As for the other methods found, which return all a Dataset object:
- getDf() – retrieves the private attribute self.__df (type Pandas DataFrame);
- basicInfo() – returns a Dataset object which provides us the column names and the type of the data contained in each of them; i.e. it can be used to retrieve the basic information on the Dataset obtained from the gff3 file reading;
- uniqueID() – returns a Dataset object of unique values of column seqID (no duplicates);
- uniqueType() – returns a Dataset object which informs us on the list of unique type of operations available in the dataset;
- countSource() – returns a Dataset object with the count of Source column – for each source, how many entries do we have of it?
- countType() – returns a Dataset object wuth the count of Type column – for each type, how many entries do we have?
- entireChromosome() – filters the column source to identify only entire chromosomes rows, which are returned as a Dataset object – i.e. only rows with source GRCh38 are selected and returned as a new dataset object;
- unassembledSequence() – returns a Dataset object with the fraction and the percentage of the unassembled sequences over the dataset provided by entireChromosome(), retrieving first the Dataset obtained by ‘entireChromosome()’ method and then selecting only the entries of type ‘superconting’; eventually, it performs the fraction of the unassembled over the total entries to obtain the ratio, which is expressed also as percentage;
- onlyEnsemblHavana() – returns a Dataset object with only entries from sources ensembl, havana and ensembl_havana;
- entriesEnsemblHavana() – returns a Dataset object with the counts of the number of entries for each unique type found in the onlyEnsemblHavana() Dataset;
- ensemblHavanaGenes() – returns a Dataset object with the name of the genes present in the Dataset obtained by onlyEnsemblHavana().

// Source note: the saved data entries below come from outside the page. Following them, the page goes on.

//! Repository for the `pending_notifications` table.

use formflow_core::types::{DbId, Timestamp};
use sqlx::PgPool;

use crate::models::notification::{CreatePendingNotification, DueNotification};

/// Provides enqueue, due-listing and bulk mark-sent for the digest queue.
pub struct PendingNotificationRepo;

impl PendingNotificationRepo {
    /// Insert a batch of notifications in one transaction.
    ///
    /// Either every entry is queued or none is.
    pub async fn create_batch(
        pool: &PgPool,
        batch: &[CreatePendingNotification],
    ) -> Result<Vec<DbId>, sqlx::Error> {
        let mut tx = pool.begin().await?;
        let mut ids = Vec::with_capacity(batch.len());

        for item in batch {
            let id: DbId = sqlx::query_scalar(
                "INSERT INTO pending_notifications \
                    (notification_type, recipient_email, scheduled_for, workflow_id, \
                     submission_id, approval_task_id) \
                 VALUES ($1, $2, $3, $4, $5, $6) \
                 RETURNING id",
            )
            .bind(item.kind.as_str())
            .bind(&item.recipient_email)
            .bind(item.scheduled_for)
            .bind(item.workflow_id)
            .bind(item.submission_id)
            .bind(item.approval_task_id)
            .fetch_one(&mut *tx)
            .await?;
            ids.push(id);
        }

        tx.commit().await?;
        Ok(ids)
    }

    /// Unsent notifications scheduled at or before `now`, oldest first.
    pub async fn list_due(pool: &PgPool, now: Timestamp) -> Result<Vec<DueNotification>, sqlx::Error> {
        sqlx::query_as::<_, DueNotification>(
            "SELECT pn.id, pn.notification_type, pn.recipient_email, pn.scheduled_for, \
                    pn.workflow_id, f.name AS form_name, pn.submission_id, pn.approval_task_id, \
                    t.step_name, COALESCE(NULLIF(u.full_name, ''), u.email) AS submitter_name, \
                    s.submitted_at \
             FROM pending_notifications pn \
             JOIN workflows w ON w.id = pn.workflow_id \
             JOIN forms f ON f.id = w.form_id \
             LEFT JOIN submissions s ON s.id = pn.submission_id \
             LEFT JOIN users u ON u.id = s.submitter_id \
             LEFT JOIN approval_tasks t ON t.id = pn.approval_task_id \
             WHERE pn.sent = false AND pn.scheduled_for <= $1 \
             ORDER BY pn.scheduled_for ASC, pn.id ASC",
        )
        .bind(now)
        .fetch_all(pool)
        .await
    }

    /// Mark every given notification sent in one statement.
    pub async fn mark_sent(pool: &PgPool, ids: &[DbId]) -> Result<u64, sqlx::Error> {
        if ids.is_empty() {
            return Ok(0);
        }
        let result = sqlx::query(
            "UPDATE pending_notifications \
             SET sent = true, sent_at = NOW() \
             WHERE id = ANY($1) AND sent = false",
        )
        .bind(ids)
        .execute(pool)
        .await?;
        Ok(result.rows_affected())
    }
}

The decorator implemented in our program reads a .csv file containing the name of a function and if it is active or not (True or False).
- If the operation is not active, when the user tries to execute it in the web interface it gives an Internal Server error
- If the operation is active, the user sees the returning Dataset printed in a table.

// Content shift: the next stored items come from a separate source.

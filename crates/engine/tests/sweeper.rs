//! Deadline sweeps against a real database.
//!
//! Each test runs the sweep twice at the same instant: the second pass must
//! find nothing left to do.

mod common;

use std::time::Duration;

use chrono::{Duration as ChronoDuration, Utc};
use formflow_db::repositories::ApprovalTaskRepo;
use formflow_engine::{DeadlineSweeper, SweepReport};
use sqlx::PgPool;

use common::{
    action, form_with_workflow, group, harness, submission, submission_status, task_statuses, tasks,
    user, Harness, WorkflowSetup,
};

fn sweeper(pool: &PgPool, h: &Harness) -> DeadlineSweeper {
    DeadlineSweeper::new(pool.clone(), h.orchestrator.clone(), Duration::from_secs(60))
}

// ---------------------------------------------------------------------------
// Test: one reminder per task however often the sweep runs
// ---------------------------------------------------------------------------

#[sqlx::test(migrations = "../../db/migrations")]
async fn test_reminder_sent_once_across_sweeps(pool: PgPool) {
    let h = harness(&pool);
    let submitter = user(&pool, "ada@x.org").await;
    let a = user(&pool, "a@x.org").await;
    let b = user(&pool, "b@x.org").await;
    let finance = group(&pool, "Finance", &[a, b]).await;
    let form_id = form_with_workflow(
        &pool,
        "Travel",
        &WorkflowSetup {
            groups: vec![finance],
            reminder_after_days: Some(1),
            ..WorkflowSetup::default()
        },
    )
    .await;
    let sid = submission(&pool, form_id, submitter).await;
    let started = h.orchestrator.on_submission_created(sid).await.unwrap();
    let now = Utc::now() + ChronoDuration::days(2);
    let s = sweeper(&pool, &h);

    let first = s.sweep_once(now).await.unwrap();
    assert_eq!(
        first,
        SweepReport {
            reminders: 1,
            ..SweepReport::default()
        }
    );
    assert_eq!(h.mailer.count("Reminder"), 2);

    let second = s.sweep_once(now).await.unwrap();
    assert!(second.is_empty(), "second sweep did {second:?}");
    assert_eq!(h.mailer.count("Reminder"), 2);

    let task = ApprovalTaskRepo::find_by_id(&pool, started.created_tasks[0])
        .await
        .unwrap()
        .unwrap();
    assert_eq!(task.status, "pending");
    assert!(task.reminder_sent_at.is_some());
}

// ---------------------------------------------------------------------------
// Test: expiry escalates once and is not repeated
// ---------------------------------------------------------------------------

#[sqlx::test(migrations = "../../db/migrations")]
async fn test_expired_task_is_not_expired_again(pool: PgPool) {
    let h = harness(&pool);
    let submitter = user(&pool, "ada@x.org").await;
    let a = user(&pool, "a@x.org").await;
    let lead = user(&pool, "lead@x.org").await;
    let finance = group(&pool, "Finance", &[a]).await;
    let leads = group(&pool, "Leads", &[lead, a]).await;
    let form_id = form_with_workflow(
        &pool,
        "Travel",
        &WorkflowSetup {
            groups: vec![finance],
            escalation_groups: vec![leads],
            deadline_days: Some(3),
            ..WorkflowSetup::default()
        },
    )
    .await;
    let sid = submission(&pool, form_id, submitter).await;
    h.orchestrator.on_submission_created(sid).await.unwrap();
    let s = sweeper(&pool, &h);

    // Not overdue yet.
    let early = s.sweep_once(Utc::now() + ChronoDuration::days(1)).await.unwrap();
    assert!(early.is_empty());

    let now = Utc::now() + ChronoDuration::days(4);
    let first = s.sweep_once(now).await.unwrap();
    assert_eq!(
        first,
        SweepReport {
            expired: 1,
            escalations: 2,
            ..SweepReport::default()
        }
    );
    assert_eq!(task_statuses(&pool, sid).await, vec!["expired"]);
    // No auto-approval configured: the submission keeps waiting.
    assert_eq!(submission_status(&pool, sid).await, "pending_approval");

    let second = s.sweep_once(now).await.unwrap();
    assert!(second.is_empty(), "second sweep did {second:?}");
    assert_eq!(h.mailer.count("Escalation"), 2);
}

// ---------------------------------------------------------------------------
// Test: auto-approval finalises like an ordinary approval
// ---------------------------------------------------------------------------

#[sqlx::test(migrations = "../../db/migrations")]
async fn test_auto_approval_runs_approval_actions(pool: PgPool) {
    let h = harness(&pool);
    let submitter = user(&pool, "ada@x.org").await;
    let a = user(&pool, "a@x.org").await;
    let finance = group(&pool, "Finance", &[a]).await;
    let form_id = form_with_workflow(
        &pool,
        "Travel",
        &WorkflowSetup {
            groups: vec![finance],
            deadline_days: Some(2),
            auto_approve_after_days: Some(2),
            ..WorkflowSetup::default()
        },
    )
    .await;
    action(&pool, form_id, "on_approve").await;
    action(&pool, form_id, "on_complete").await;
    action(&pool, form_id, "on_reject").await;
    let sid = submission(&pool, form_id, submitter).await;
    h.orchestrator.on_submission_created(sid).await.unwrap();
    let s = sweeper(&pool, &h);
    let now = Utc::now() + ChronoDuration::days(3);

    let first = s.sweep_once(now).await.unwrap();
    assert_eq!(
        first,
        SweepReport {
            expired: 1,
            auto_approved: 1,
            ..SweepReport::default()
        }
    );
    assert_eq!(submission_status(&pool, sid).await, "approved");
    assert_eq!(task_statuses(&pool, sid).await, vec!["expired"]);
    assert_eq!(
        h.actions.calls(),
        vec![
            ("on_approve".to_string(), "approved".to_string()),
            ("on_complete".to_string(), "approved".to_string()),
        ]
    );
    assert_eq!(h.mailer.count("Submission approved"), 1);

    let second = s.sweep_once(now).await.unwrap();
    assert!(second.is_empty(), "second sweep did {second:?}");
    assert_eq!(h.actions.calls().len(), 2);
    assert!(tasks(&pool, sid).await.iter().all(|t| t.status != "pending"));
}
impl WorkflowOrchestrator {
    pub fn new(
        pool: DbPool,
        directory: Arc<dyn DirectoryService>,
        notifier: NotificationScheduler,
        actions: ActionExecutor,
    ) -> Self {
        Self {
            pool,
            effects: SideEffects {
                directory: Arc::clone(&directory),
                notifier,
                actions,
            },
            directory,
        }
    }

    pub fn notifier(&self) -> &NotificationScheduler {
        &self.effects.notifier
    }

    pub fn directory(&self) -> &dyn DirectoryService {
        self.directory.as_ref()
    }

    /// Load the workflow definition of a form, if it has one.
    pub async fn load_workflow(&self, form_id: DbId) -> Result<Option<WorkflowDefinition>, EngineError> {
        match WorkflowRepo::find_for_form(&self.pool, form_id).await? {
            Some(record) => Ok(Some(record.into_definition()?)),
            None => Ok(None),
        }
    }

    /// Start the workflow of a freshly submitted form.
    ///
    /// Opens the first scope's tasks, or resolves the submission as approved
    /// straight away when no approval is required (or nobody is configured
    /// to give it). Forms without a workflow are approved silently.
    pub async fn on_submission_created(&self, submission_id: DbId) -> Result<Progress, EngineError> {
        let detail = self.find_submission(submission_id).await?;
        let workflow = self.load_workflow(detail.form_id).await?;
        let manager = match &workflow {
            Some(wf) if wf.requires_approval && wf.needs_manager() => self.manager_of(&detail).await,
            _ => None,
        };
        let now = Utc::now();

        let mut tx = self.pool.begin().await?;
        let submission = SubmissionRepo::lock(&mut *tx, submission_id)
            .await?
            .ok_or_else(|| EngineError::not_found("submission", submission_id))?;
        let status = submission.status()?;
        if !matches!(status, SubmissionStatus::Submitted | SubmissionStatus::PendingApproval) {
            return Err(CoreError::Conflict(format!(
                "Submission {submission_id} is '{status}', not awaiting a workflow"
            ))
            .into());
        }
        if !ApprovalTaskRepo::list_for_submission(&mut *tx, submission_id)
            .await?
            .is_empty()
        {
            return Err(CoreError::Conflict(format!(
                "Workflow for submission {submission_id} has already started"
            ))
            .into());
        }

        let transition = match &workflow {
            Some(wf) => Planner::new(wf, manager, now).on_submission(),
            None => Transition {
                outcome: Some(Outcome::Approved),
                ..Transition::default()
            },
        };
        warn_bypassed_gates(submission_id, &transition);
        let created = apply(&mut *tx, submission_id, &transition).await?;
        if transition.outcome.is_none() {
            SubmissionRepo::mark_pending_approval(&mut *tx, submission_id).await?;
        }
        tx.commit().await?;

        tracing::info!(
            submission_id,
            form_id = detail.form_id,
            tasks = created.tasks.len(),
            outcome = ?transition.outcome,
            "Workflow started"
        );

        if let Some(wf) = &workflow {
            self.effects.notifier.submission_received(wf, &detail, now).await;
        }
        self.effects.run_actions(&detail, ActionTrigger::OnSubmit).await;
        self.effects
            .after_commit(workflow.as_ref(), &detail, &created.tasks, transition.outcome)
            .await;

        Ok(created.into_progress(submission_id, transition.outcome))
    }

    /// Record an approver's decision and advance the workflow.
    pub async fn on_decision(
        &self,
        task_id: DbId,
        decision: Decision,
        comments: Option<&str>,
        acting_user: DbId,
    ) -> Result<Progress, EngineError> {
        let task = ApprovalTaskRepo::find_by_id(&self.pool, task_id)
            .await?
            .ok_or_else(|| EngineError::not_found("approval task", task_id))?;
        let submission_id = task.submission_id;
        let detail = self.find_submission(submission_id).await?;
        let workflow = self
            .load_workflow(detail.form_id)
            .await?
            .ok_or_else(|| EngineError::not_found("workflow", detail.form_id))?;
        let manager = if workflow.needs_manager() {
            self.manager_of(&detail).await
        } else {
            None
        };
        let now = Utc::now();

        let mut tx = self.pool.begin().await?;
        let submission = SubmissionRepo::lock(&mut *tx, submission_id)
            .await?
            .ok_or_else(|| EngineError::not_found("submission", submission_id))?;

        // Re-read under the lock: another decision may have landed meanwhile.
        let before = ApprovalTaskRepo::list_for_submission(&mut *tx, submission_id).await?;
        let current = before
            .iter()
            .find(|t| t.id == task_id)
            .ok_or_else(|| EngineError::not_found("approval task", task_id))?;
        ensure_decidable(submission.status()?, current.status()?)?;

        if !ApprovalTaskRepo::record_decision(&mut *tx, task_id, decision, acting_user, comments).await? {
            return Err(CoreError::Conflict(format!("Task {task_id} is no longer pending")).into());
        }

        let after = ApprovalTaskRepo::list_for_submission(&mut *tx, submission_id).await?;
        let transition = Planner::new(&workflow, manager, now).on_decision(&snapshots(&after)?, task_id)?;
        warn_bypassed_gates(submission_id, &transition);
        let created = apply(&mut *tx, submission_id, &transition).await?;
        tx.commit().await?;

        tracing::info!(
            submission_id,
            task_id,
            %decision,
            acting_user,
            opened = created.tasks.len(),
            skipped = created.skipped,
            outcome = ?transition.outcome,
            "Decision recorded"
        );

        self.effects
            .after_commit(Some(&workflow), &detail, &created.tasks, transition.outcome)
            .await;

        Ok(created.into_progress(submission_id, transition.outcome))
    }

    /// Withdraw a submission on behalf of its submitter.
    ///
    /// Pending tasks are cascaded to `skipped` in the same transaction.
    pub async fn withdraw(&self, submission_id: DbId, acting_user: DbId) -> Result<Progress, EngineError> {
        let mut tx = self.pool.begin().await?;
        let submission = SubmissionRepo::lock(&mut *tx, submission_id)
            .await?
            .ok_or_else(|| EngineError::not_found("submission", submission_id))?;
        let tasks = ApprovalTaskRepo::list_for_submission(&mut *tx, submission_id).await?;

        let cancel = plan_withdrawal(
            submission.status()?,
            submission.submitter_id,
            acting_user,
            &snapshots(&tasks)?,
        )?;
        let skipped = ApprovalTaskRepo::skip(&mut *tx, &cancel).await?;
        SubmissionRepo::complete(&mut *tx, submission_id, SubmissionStatus::Withdrawn).await?;
        tx.commit().await?;

        tracing::info!(submission_id, acting_user, skipped, "Submission withdrawn");

        Ok(Progress {
            submission_id,
            skipped_tasks: skipped,
            ..Progress::default()
        })
    }

    /// Expire a pending task and, when asked, auto-approve its submission.
    ///
    /// Auto-approval only applies while the submission is still
    /// `pending_approval` under the lock; it resolves through the ordinary
    /// approval finalisation.
    pub async fn expire_task(
        &self,
        workflow: &WorkflowDefinition,
        task_id: DbId,
        submission_id: DbId,
        auto_approve: bool,
    ) -> Result<Expiry, EngineError> {
        let mut tx = self.pool.begin().await?;
        let submission = SubmissionRepo::lock(&mut *tx, submission_id)
            .await?
            .ok_or_else(|| EngineError::not_found("submission", submission_id))?;

        let expired = ApprovalTaskRepo::mark_expired(&mut *tx, task_id).await?;
        let auto_approved = auto_approve && submission.status()? == SubmissionStatus::PendingApproval;

        let mut created = Applied::default();
        if auto_approved {
            let tasks = ApprovalTaskRepo::list_for_submission(&mut *tx, submission_id).await?;
            let transition = Planner::new(workflow, None, Utc::now()).force(&snapshots(&tasks)?, Outcome::Approved);
            created = apply(&mut *tx, submission_id, &transition).await?;
        }
        tx.commit().await?;

        if expired {
            tracing::info!(task_id, submission_id, "Approval task expired");
        }
        if auto_approved {
            tracing::info!(submission_id, skipped = created.skipped, "Submission auto-approved after timeout");
            match SubmissionRepo::find_detail(&self.pool, submission_id).await {
                Ok(Some(detail)) => {
                    self.effects
                        .after_commit(Some(workflow), &detail, &[], Some(Outcome::Approved))
                        .await;
                }
                Ok(None) => {}
                Err(e) => {
                    tracing::error!(submission_id, error = %e, "Failed to load submission for auto-approval effects");
                }
            }
        }

        Ok(Expiry {
            expired,
            auto_approved,
        })
    }

    async fn find_submission(&self, submission_id: DbId) -> Result<SubmissionDetail, EngineError> {
        SubmissionRepo::find_detail(&self.pool, submission_id)
            .await?
            .ok_or_else(|| EngineError::not_found("submission", submission_id))
    }

    /// The submitter's manager. Lookup failures count as "no manager".
    async fn manager_of(&self, detail: &SubmissionDetail) -> Option<DbId> {
        let submitter = detail.submitter_id?;
        match self.directory.resolve_manager(submitter).await {
            Ok(manager) => manager,
            Err(e) => {
                tracing::warn!(submission_id = detail.id, submitter, error = %e, "Manager lookup failed");
                None
            }
        }
    }
}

A note on active operations and the decorator that manages them: our choice of implementation was to use a csv file to compile the list of active operation, and a function decorator to manage them. This meant that our UML class diagram could not figure nor the registry of active operation, nor the decorator, albeit they both interact with the class Dataset, since it must check for an operation to be active before performing them. For coherence, and as we found it to be rather disorienting, we also did not add the collaboration to the CRC cards.
The software functions through the execution of the main module implemented with Flask. There we read the .gff3 file using the Gff3Reader. Using the link the user visualizes an hompegage that contains two links:
- one for the project documentation with CRC cards and UML;
- one for the operations to perform on the Dataset: opens a list the operations, each one with a link that opens in a new tab the table returned by the operation.
The web implementation is written in .html files that are then easily integrated with Flask using ‘render_template’.